L’indemnité de départ d’un demi-million de dollars accordée au président d’Hydro-Québec serait, selon cet avocat spécialisé en droit du travail, totalement injustifiée s’agissant d’une démission….

Me François Leduc est spécialisé en droit du travail
Me François Leduc est spécialisé en droit du travail
Après l’indemnité de départ de plus d’un million de dollars accordée à Gaétan Barrette à la suite de sa démission de la Fédération des médecins spécialistes, après les cadres supérieurs de l’Université du Québec qui s’attribuent une indemnité de départ supplémentaire d’une année en plus de leur retraite, voilà le tour de Thierry Vandal d’empocher une indemnité de départ de près d’un demi-million de dollars.

Les tribunaux ont, à maintes reprises depuis plus de 20 ans, consacré le droit des employés de recevoir une indemnité de départ raisonnable en cas de fin d’emploi, en prenant appui sur l’article 2091 du Code civil du Québec, mais non lors d’une démission, au contraire.

Cette obligation de l’employeur a pour réciproque l’obligation pour l’employé de donner un préavis raisonnable en cas de démission, et non de recevoir une indemnité pour démission. La jurisprudence énonce même que toute clause de non-concurrence s’applique contre les employés démissionnaires, laquelle est souvent assortie de fortes pénalités.

Un tel paiement contre nature vicie le sens même du droit à l’indemnité de départ en cas de congédiement et banalise ce droit tellement essentiel pour les personnes congédiées injustement ou victimes d’une restructuration économique. À titre d’illustration, rappelons-nous que tout employé qui démissionne volontairement de son emploi est privé automatiquement de prestations d’assurance-chômage.

Alors, comment imaginer que le haut dirigeant de la plus importante entreprise publique du Québec puisse obtenir, deux ans avant la fin de son mandat — lequel a été renouvelé en catastrophe par le premier ministre Charest avant le déclenchement des élections de 2012, par crainte d’un limogeage par le gouvernement qui suivrait — une indemnité de départ ? Alors que M. Vandal prend l’initiative de démissionner.

Un système parasitaire

Comment se fait-il que, à l’heure du redressement budgétaire et de la rigueur, le président du Conseil du trésor, Martin Coiteux, ne mette pas la hache dans ce système parasitaire d’indemnités de départ déraisonnables ? Comment se fait-il qu’il ne suspende pas le versement de ce cadeau empoisonné ? Comment ce gouvernement déjà aux abois peut-il gagner en crédibilité auprès des employés syndiqués et non syndiqués devant de tels abus injustifiables en droit ?

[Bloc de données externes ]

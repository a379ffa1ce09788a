//! Payment lifecycle
//!
//! A payment lives in two places: the full record in the payer/payee
//! partition and an integrity stub in the public partition. Both are keyed
//! by payment ID and written in the same batch, so the stub's status always
//! mirrors the record's.

use crate::{
    context::{SettlementContext, WriteSet},
    events::{PaymentEventDetails, SettlementEvent},
    types::{
        NewPayment, ParticipantId, PartitionName, PaymentRecord, PaymentStatus, PaymentStub,
        PaymentSummary, PaymentTally, PaymentUpdate,
    },
    Error, Result,
};
use chrono::Utc;
use rust_decimal::Decimal;
use std::collections::BTreeMap;
use std::sync::Arc;
use uuid::Uuid;

/// Payment lifecycle operations
#[derive(Debug, Clone)]
pub struct PaymentLifecycle {
    ctx: Arc<SettlementContext>,
}

impl PaymentLifecycle {
    /// Create lifecycle component
    pub fn new(ctx: Arc<SettlementContext>) -> Self {
        Self { ctx }
    }

    /// Create a PENDING payment on behalf of its payer
    pub fn create(&self, payment: NewPayment) -> Result<PaymentRecord> {
        let caller = self.ctx.caller()?;

        if payment.amount <= Decimal::ZERO {
            return Err(Error::InvalidInput(format!(
                "Amount must be positive, got {}",
                payment.amount
            )));
        }
        if payment.payer != caller {
            return Err(Error::InvalidInput(format!(
                "Payer {} must match calling participant {}",
                payment.payer, caller
            )));
        }
        if payment.payer == payment.payee {
            return Err(Error::InvalidInput(
                "Payer and payee must differ".to_string(),
            ));
        }
        self.ctx.require_bank(&payment.payer)?;
        self.ctx.require_bank(&payment.payee)?;

        let id = match payment.id {
            Some(id) if id.trim().is_empty() => {
                return Err(Error::InvalidInput("Payment ID must not be empty".to_string()))
            }
            Some(id) => id,
            None => Uuid::new_v4().to_string(),
        };

        let public = PartitionName::public();
        if self.ctx.store().get(&public, &id)?.is_some() {
            return Err(Error::InvalidInput(format!("Payment {} already exists", id)));
        }

        let now = Utc::now();
        let record = PaymentRecord {
            id: id.clone(),
            payer: payment.payer,
            payee: payment.payee,
            amount: payment.amount,
            remaining: payment.amount,
            currency: payment.currency,
            status: PaymentStatus::Pending,
            created_at: now,
            batch_window: self.ctx.windows().window_at(now),
            payer_account: payment.payer_account,
            payee_account: payment.payee_account,
            reference: payment.reference,
            version: 1,
        };

        let mut writes = WriteSet::new();
        writes.put_json(record.partition(), id.as_str(), &record)?;
        writes.put_json(public, id.as_str(), &record.stub()?)?;
        self.ctx.commit(writes)?;

        self.ctx.metrics().payments_created.inc();
        tracing::info!(
            payment_id = %record.id,
            payer = %record.payer,
            payee = %record.payee,
            amount = %record.amount,
            batch_window = record.batch_window,
            "Payment created"
        );

        self.ctx.emit(SettlementEvent::PaymentPending(
            PaymentEventDetails::for_record(&record, None, &caller),
        ));

        Ok(record)
    }

    /// Payee accepts a PENDING payment
    pub fn acknowledge(&self, id: &str) -> Result<PaymentRecord> {
        let caller = self.ctx.caller()?;
        let record = self.load(id)?;

        if record.payee != caller {
            return Err(Error::Unauthorized(format!(
                "Only payee {} can acknowledge payment {}",
                record.payee, id
            )));
        }
        if record.status != PaymentStatus::Pending {
            return Err(Error::InvalidTransition {
                from: record.status,
                to: PaymentStatus::Acknowledged,
            });
        }

        self.enact(record, PaymentStatus::Acknowledged, &caller)
    }

    /// Clearinghouse picks up an acknowledged (or re-queued) payment
    pub fn batch(&self, id: &str) -> Result<PaymentRecord> {
        let caller = self.ctx.require_clearinghouse("Batching")?;
        let record = self.load(id)?;
        self.enact(record, PaymentStatus::Batched, &caller)
    }

    /// Move a payment one step along the transition table
    ///
    /// Only the payee acknowledges, and only the clearinghouse batches,
    /// queues or debits. SETTLED is reached through netting or gross
    /// settlement, never through this call.
    pub fn transition(&self, id: &str, new_status: PaymentStatus) -> Result<PaymentRecord> {
        let record = self.load(id)?;
        let caller = self.ctx.require_party_or_clearinghouse(
            "Status transition",
            &[&record.payer, &record.payee],
        )?;

        let from = record.status;
        if !from.can_transition_to(new_status) {
            return Err(Error::InvalidTransition { from, to: new_status });
        }

        match new_status {
            PaymentStatus::Acknowledged if record.payee != caller => {
                return Err(Error::Unauthorized(format!(
                    "Only payee {} can acknowledge payment {}",
                    record.payee, id
                )));
            }
            PaymentStatus::Batched | PaymentStatus::Queued | PaymentStatus::Debited
                if !self.ctx.participants().is_clearinghouse(&caller) =>
            {
                return Err(Error::Unauthorized(format!(
                    "{} cannot move payment {} to {}: clearinghouse only",
                    caller, id, new_status
                )));
            }
            PaymentStatus::Settled => {
                return Err(Error::Unauthorized(format!(
                    "Payment {} settles through netting or gross settlement only",
                    id
                )));
            }
            _ => {}
        }

        self.enact(record, new_status, &caller)
    }

    /// Private record, visible to payer, payee and clearinghouse
    pub fn get_payment(&self, id: &str) -> Result<PaymentRecord> {
        let record = self.load(id)?;
        self.ctx.require_party_or_clearinghouse(
            &format!("Reading payment {}", id),
            &[&record.payer, &record.payee],
        )?;
        Ok(record)
    }

    /// Public stub, visible to everyone
    pub fn get_stub(&self, id: &str) -> Result<PaymentStub> {
        self.ctx
            .read_json(&PartitionName::public(), id)?
            .ok_or_else(|| Error::NotFound(format!("Payment {}", id)))
    }

    /// Recompute the private record's content hash and compare with its stub
    pub fn verify_integrity(&self, id: &str) -> Result<bool> {
        let stub = self.get_stub(id)?;
        let record = self.get_payment(id)?;
        let hash = record.content_hash()?;

        if hash != stub.hash {
            tracing::warn!(payment_id = %id, expected = %stub.hash, actual = %hash, "Content hash mismatch");
            return Ok(false);
        }
        Ok(true)
    }

    /// Every payment between `a` and `b`, in store order
    pub fn payments_between(&self, a: &ParticipantId, b: &ParticipantId) -> Result<Vec<PaymentRecord>> {
        self.ctx
            .require_party_or_clearinghouse("Listing bilateral payments", &[a, b])?;
        self.ctx.scan_payments(&PartitionName::bilateral(a, b))
    }

    /// Payments between `a` and `b` in one status
    pub fn payments_by_status(
        &self,
        a: &ParticipantId,
        b: &ParticipantId,
        status: PaymentStatus,
    ) -> Result<Vec<PaymentRecord>> {
        Ok(self
            .payments_between(a, b)?
            .into_iter()
            .filter(|p| p.status == status)
            .collect())
    }

    /// Counts and totals of the payments between `a` and `b`
    pub fn payment_summary(&self, a: &ParticipantId, b: &ParticipantId) -> Result<PaymentSummary> {
        let payments = self.payments_between(a, b)?;

        let mut total = PaymentTally::default();
        let mut by_status: BTreeMap<PaymentStatus, PaymentTally> = BTreeMap::new();
        for payment in &payments {
            total.add(payment.amount);
            by_status.entry(payment.status).or_default().add(payment.amount);
        }

        Ok(PaymentSummary {
            party_a: a.clone(),
            party_b: b.clone(),
            partition: PartitionName::bilateral(a, b),
            total,
            by_status,
        })
    }

    /// Load a record through its public stub
    fn load(&self, id: &str) -> Result<PaymentRecord> {
        let stub = self.get_stub(id)?;
        load_record(&self.ctx, &WriteSet::new(), &stub.payer, &stub.payee, id)
    }

    /// Validate, stage, commit and announce one transition
    fn enact(
        &self,
        mut record: PaymentRecord,
        to: PaymentStatus,
        caller: &ParticipantId,
    ) -> Result<PaymentRecord> {
        let from = record.status;
        if !from.can_transition_to(to) {
            return Err(Error::InvalidTransition { from, to });
        }

        record.status = to;
        let mut writes = WriteSet::new();
        stage_record(&self.ctx, &mut writes, &mut record)?;
        self.ctx.commit(writes)?;

        self.ctx.metrics().record_transition(to.as_str());
        tracing::info!(payment_id = %record.id, from = %from, to = %to, by = %caller, "Payment status changed");

        self.ctx.emit(SettlementEvent::for_status(
            to,
            PaymentEventDetails::for_record(&record, Some(from), caller),
        ));

        Ok(record)
    }
}

/// Read a payment record, staged writes first
pub(crate) fn load_record(
    ctx: &SettlementContext,
    writes: &WriteSet,
    payer: &ParticipantId,
    payee: &ParticipantId,
    id: &str,
) -> Result<PaymentRecord> {
    let record: PaymentRecord = writes
        .read_json(ctx.store(), &PartitionName::bilateral(payer, payee), id)?
        .ok_or_else(|| Error::NotFound(format!("Payment {}", id)))?;

    if &record.payer != payer || &record.payee != payee {
        return Err(Error::InvalidInput(format!(
            "Payment {} is {} -> {}, not {} -> {}",
            id, record.payer, record.payee, payer, payee
        )));
    }
    Ok(record)
}

/// Bump the version and stage the record plus its stub's status
pub(crate) fn stage_record(
    ctx: &SettlementContext,
    writes: &mut WriteSet,
    record: &mut PaymentRecord,
) -> Result<()> {
    record.version += 1;

    let public = PartitionName::public();
    let stub = match writes.read_json::<PaymentStub>(ctx.store(), &public, &record.id)? {
        Some(mut stub) => {
            stub.status = record.status;
            stub
        }
        None => {
            tracing::warn!(payment_id = %record.id, "Public stub missing, recreating");
            record.stub()?
        }
    };

    writes.put_json(record.partition(), record.id.as_str(), record)?;
    writes.put_json(public, record.id.as_str(), &stub)?;
    Ok(())
}

/// Stage one netting update; returns the record before and after
///
/// Netting may settle or re-queue records that are QUEUED or BATCHED. The
/// target must be consistent: SETTLED with nothing remaining, or QUEUED with
/// a positive remainder no larger than the current one.
pub(crate) fn stage_netting_update(
    ctx: &SettlementContext,
    writes: &mut WriteSet,
    update: &PaymentUpdate,
) -> Result<(PaymentRecord, PaymentRecord)> {
    let before = load_record(ctx, writes, &update.payer, &update.payee, &update.payment_id)?;

    if before.version != update.version {
        return Err(Error::WriteConflict(format!(
            "Payment {} is at version {}, proposal was calculated at {}",
            before.id, before.version, update.version
        )));
    }
    if !before.status.is_nettable() {
        return Err(Error::InvalidTransition {
            from: before.status,
            to: update.status,
        });
    }

    match update.status {
        PaymentStatus::Settled if update.remaining.is_zero() => {}
        PaymentStatus::Queued
            if update.remaining > Decimal::ZERO && update.remaining <= before.remaining => {}
        PaymentStatus::Settled | PaymentStatus::Queued => {
            return Err(Error::InvalidInput(format!(
                "Payment {}: remaining {} inconsistent with {} (currently {})",
                before.id, update.remaining, update.status, before.remaining
            )))
        }
        other => {
            return Err(Error::InvalidTransition {
                from: before.status,
                to: other,
            })
        }
    }

    let mut after = before.clone();
    after.remaining = update.remaining;
    after.status = update.status;
    stage_record(ctx, writes, &mut after)?;

    tracing::debug!(
        payment_id = %after.id,
        remaining = %after.remaining,
        status = %after.status,
        "Netting update staged"
    );

    Ok((before, after))
}
//! Bilateral netting scenarios
//!
//! - Equal and unequal mutual obligations
//! - One-directional flows
//! - Idempotent recalculation
//! - All-or-nothing apply (missing records, stale versions, unbalanced updates)

mod common;

use common::{dec, pid, TestNetwork, CLEARING};
use rust_decimal::Decimal;
use settlement::{Error, PaymentStatus, PaymentUpdate};

const A: &str = "BankA";
const B: &str = "BankB";
const C: &str = "BankC";

fn network() -> TestNetwork {
    TestNetwork::new(&[A, B, C], 1_000_000)
}

#[test]
fn test_equal_totals_settle_both_sides() {
    let net = network();
    net.queued("ab-1", A, B, 1000);
    net.queued("ba-1", B, A, 1000);

    net.act_as(A);
    let proposal = net.engine.bilateral().calculate_offset(&pid(A), &pid(B)).unwrap();
    assert_eq!(proposal.offset, dec(1000));
    assert_eq!(proposal.updates.len(), 2);
    assert!(proposal
        .updates
        .iter()
        .all(|u| u.status == PaymentStatus::Settled && u.remaining.is_zero()));

    let realised = net.engine.bilateral().apply_offset(&pid(A), &pid(B), &proposal).unwrap();
    assert_eq!(realised, dec(1000));

    for id in ["ab-1", "ba-1"] {
        let payment = net.payment(id);
        assert_eq!(payment.status, PaymentStatus::Settled);
        assert_eq!(payment.remaining, Decimal::ZERO);
        assert_eq!(net.engine.lifecycle().get_stub(id).unwrap().status, PaymentStatus::Settled);
    }
    assert_eq!(net.event_count("BilateralOffsetExecuted"), 1);
}

#[test]
fn test_unequal_totals_leave_difference_queued() {
    let net = network();
    net.queued("ab-1", A, B, 1000);
    net.queued("ab-2", A, B, 500);
    net.queued("ba-1", B, A, 800);

    net.act_as(B);
    let proposal = net.engine.bilateral().calculate_offset(&pid(A), &pid(B)).unwrap();
    assert_eq!(proposal.total_ab, dec(1500));
    assert_eq!(proposal.total_ba, dec(800));
    assert_eq!(proposal.offset, dec(800));

    net.engine.bilateral().apply_offset(&pid(A), &pid(B), &proposal).unwrap();

    let ab_1 = net.payment("ab-1");
    let ab_2 = net.payment("ab-2");
    assert_eq!(ab_1.remaining, dec(200));
    assert_eq!(ab_1.status, PaymentStatus::Queued);
    assert_eq!(ab_2.remaining, dec(500));
    assert_eq!(ab_1.remaining + ab_2.remaining, dec(700));

    let ba_1 = net.payment("ba-1");
    assert_eq!(ba_1.status, PaymentStatus::Settled);
    assert_eq!(ba_1.remaining, Decimal::ZERO);
}

#[test]
fn test_deductions_equal_offset_per_direction() {
    let net = network();
    net.queued("ab-1", A, B, 300);
    net.queued("ab-2", A, B, 300);
    net.queued("ba-1", B, A, 250);
    net.queued("ba-2", B, A, 200);

    net.act_as(CLEARING);
    let proposal = net.engine.bilateral().calculate_offset(&pid(A), &pid(B)).unwrap();
    assert_eq!(proposal.offset, dec(450));

    let deducted = |payer: &str| -> Decimal {
        proposal
            .updates
            .iter()
            .filter(|u| u.payer.as_str() == payer)
            .map(|u| net.payment(&u.payment_id).remaining - u.remaining)
            .sum()
    };
    assert_eq!(deducted(A), proposal.offset);
    assert_eq!(deducted(B), proposal.offset);
}

#[test]
fn test_one_direction_has_no_offset() {
    let net = network();
    net.queued("ab-1", A, B, 1000);
    net.queued("ab-2", A, B, 400);

    net.act_as(A);
    let proposal = net.engine.bilateral().calculate_offset(&pid(A), &pid(B)).unwrap();
    assert_eq!(proposal.offset, Decimal::ZERO);
    assert!(proposal.updates.is_empty());
}

#[test]
fn test_only_queued_records_are_offset() {
    let net = network();
    net.queued("ab-1", A, B, 1000);
    net.batched("ba-1", B, A, 1000);

    let proposal = net.engine.bilateral().calculate_offset(&pid(A), &pid(B)).unwrap();
    assert_eq!(proposal.total_ba, Decimal::ZERO);
    assert!(proposal.updates.is_empty());
}

#[test]
fn test_recalculation_after_settlement_is_empty() {
    let net = network();
    net.queued("ab-1", A, B, 1000);
    net.queued("ba-1", B, A, 1000);

    let proposal = net.engine.bilateral().calculate_offset(&pid(A), &pid(B)).unwrap();
    net.engine.bilateral().apply_offset(&pid(A), &pid(B), &proposal).unwrap();

    let again = net.engine.bilateral().calculate_offset(&pid(B), &pid(A)).unwrap();
    assert_eq!(again.offset, Decimal::ZERO);
    assert!(again.updates.is_empty());
}

#[test]
fn test_missing_record_writes_nothing() {
    let net = network();
    net.queued("ab-1", A, B, 1000);
    net.queued("ba-1", B, A, 1000);

    let mut proposal = net.engine.bilateral().calculate_offset(&pid(A), &pid(B)).unwrap();
    proposal.updates.push(PaymentUpdate {
        payment_id: "ghost".to_string(),
        payer: pid(A),
        payee: pid(B),
        remaining: Decimal::ZERO,
        status: PaymentStatus::Settled,
        version: 1,
    });

    let err = net
        .engine
        .bilateral()
        .apply_offset(&pid(A), &pid(B), &proposal)
        .unwrap_err();
    assert!(matches!(err, Error::NotFound(_)));

    for id in ["ab-1", "ba-1"] {
        let payment = net.payment(id);
        assert_eq!(payment.status, PaymentStatus::Queued);
        assert_eq!(payment.remaining, dec(1000));
    }
    assert_eq!(net.event_count("BilateralOffsetExecuted"), 0);
}

#[test]
fn test_stale_proposal_is_a_write_conflict() {
    let net = network();
    net.queued("ab-1", A, B, 1000);
    net.queued("ba-1", B, A, 600);

    let proposal = net.engine.bilateral().calculate_offset(&pid(A), &pid(B)).unwrap();

    // Record moves on between calculation and apply
    net.engine
        .lifecycle()
        .transition("ba-1", PaymentStatus::Batched)
        .unwrap();

    let err = net
        .engine
        .bilateral()
        .apply_offset(&pid(A), &pid(B), &proposal)
        .unwrap_err();
    assert!(matches!(err, Error::WriteConflict(_)));
    assert_eq!(net.payment("ab-1").remaining, dec(1000));
}

#[test]
fn test_apply_twice_conflicts() {
    let net = network();
    net.queued("ab-1", A, B, 700);
    net.queued("ba-1", B, A, 300);

    let proposal = net.engine.bilateral().calculate_offset(&pid(A), &pid(B)).unwrap();
    net.engine.bilateral().apply_offset(&pid(A), &pid(B), &proposal).unwrap();

    assert!(matches!(
        net.engine.bilateral().apply_offset(&pid(A), &pid(B), &proposal),
        Err(Error::WriteConflict(_))
    ));
    assert_eq!(net.payment("ab-1").remaining, dec(400));
}

#[test]
fn test_empty_apply_still_emits_completion() {
    let net = network();

    let proposal = net.engine.bilateral().calculate_offset(&pid(A), &pid(B)).unwrap();
    let realised = net.engine.bilateral().apply_offset(&pid(A), &pid(B), &proposal).unwrap();

    assert_eq!(realised, Decimal::ZERO);
    assert_eq!(net.event_count("BilateralOffsetExecuted"), 1);
}

#[test]
fn test_outsider_cannot_net_pair() {
    let net = network();
    net.act_as(C);

    assert!(matches!(
        net.engine.bilateral().calculate_offset(&pid(A), &pid(B)),
        Err(Error::Unauthorized(_))
    ));
}

#[test]
fn test_pair_must_be_distinct() {
    let net = network();
    assert!(matches!(
        net.engine.bilateral().calculate_offset(&pid(A), &pid(A)),
        Err(Error::InvalidInput(_))
    ));
}

#[test]
fn test_proposal_for_other_pair_rejected() {
    let net = network();
    net.queued("ab-1", A, B, 100);
    net.queued("ba-1", B, A, 100);

    let proposal = net.engine.bilateral().calculate_offset(&pid(A), &pid(B)).unwrap();
    assert!(matches!(
        net.engine.bilateral().apply_offset(&pid(A), &pid(C), &proposal),
        Err(Error::InvalidInput(_))
    ));
}

#[test]
fn test_corrupt_record_is_skipped() {
    use ledger_core::{PartitionName, PartitionStore};

    let net = network();
    net.queued("ab-1", A, B, 500);
    net.queued("ba-1", B, A, 200);
    net.store
        .put(&PartitionName::bilateral(&pid(A), &pid(B)), "zz-garbage", b"{not json".to_vec())
        .unwrap();

    let proposal = net.engine.bilateral().calculate_offset(&pid(A), &pid(B)).unwrap();
    assert_eq!(proposal.offset, dec(200));
    assert_eq!(net.engine.metrics().records_skipped.get(), 1);
}

#[test]
fn test_pending_cannot_jump_to_settled() {
    let net = network();
    net.act_as(A);
    net.engine
        .lifecycle()
        .create(settlement::NewPayment::new(A, B, dec(10)).with_id("p-1"))
        .unwrap();

    assert!(matches!(
        net.engine.lifecycle().transition("p-1", PaymentStatus::Settled),
        Err(Error::InvalidTransition {
            from: PaymentStatus::Pending,
            to: PaymentStatus::Settled
        })
    ));
    assert_eq!(net.payment("p-1").status, PaymentStatus::Pending);
}

#[test]
fn test_one_sided_proposal_is_rejected() {
    let net = network();
    net.queued("ab-1", A, B, 1000);
    net.queued("ba-1", B, A, 600);

    let mut proposal = net.engine.bilateral().calculate_offset(&pid(A), &pid(B)).unwrap();
    proposal.updates.retain(|u| u.payment_id != "ba-1");

    let err = net
        .engine
        .bilateral()
        .apply_offset(&pid(A), &pid(B), &proposal)
        .unwrap_err();
    assert!(matches!(&err, Error::InvalidInput(msg) if msg.contains("Unbalanced")));

    assert_eq!(net.payment("ab-1").remaining, dec(1000));
    assert_eq!(net.payment("ba-1").remaining, dec(600));
    assert_eq!(net.event_count("BilateralOffsetExecuted"), 0);
}

#[test]
fn test_update_cannot_raise_remaining() {
    let net = network();
    net.queued("ab-1", A, B, 1000);
    net.queued("ba-1", B, A, 400);

    let proposal = net.engine.bilateral().calculate_offset(&pid(A), &pid(B)).unwrap();
    net.engine.bilateral().apply_offset(&pid(A), &pid(B), &proposal).unwrap();
    let partial = net.payment("ab-1");
    assert_eq!(partial.remaining, dec(600));

    let inflated = settlement::OffsetResult {
        party_a: pid(A),
        party_b: pid(B),
        total_ab: dec(600),
        total_ba: Decimal::ZERO,
        offset: Decimal::ZERO,
        updates: vec![PaymentUpdate {
            payment_id: "ab-1".to_string(),
            payer: pid(A),
            payee: pid(B),
            remaining: dec(900),
            status: PaymentStatus::Queued,
            version: partial.version,
        }],
    };

    let err = net
        .engine
        .bilateral()
        .apply_offset(&pid(A), &pid(B), &inflated)
        .unwrap_err();
    assert!(matches!(&err, Error::InvalidInput(msg) if msg.contains("inconsistent")));

    let after = net.payment("ab-1");
    assert_eq!(after.remaining, dec(600));
    assert_eq!(after.version, partial.version);
}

Gaétan Barrette a reçu plus d'un million de dollars à la suite de sa démission de la Fédération des médecins spécialistes
Gaétan Barrette a reçu plus d'un million de dollars à la suite de sa démission de la Fédération des médecins spécialistes
La réponse est fort simple : parce que les hauts dirigeants de ces entreprises publiques se ménagent entre eux des privilèges hors du commun et qu’ils se négocient librement et de gré à gré des parachutes dorés pour mieux piller les ressources financières de l’État ; nos impôts, malgré le discours officiel sur l’austérité.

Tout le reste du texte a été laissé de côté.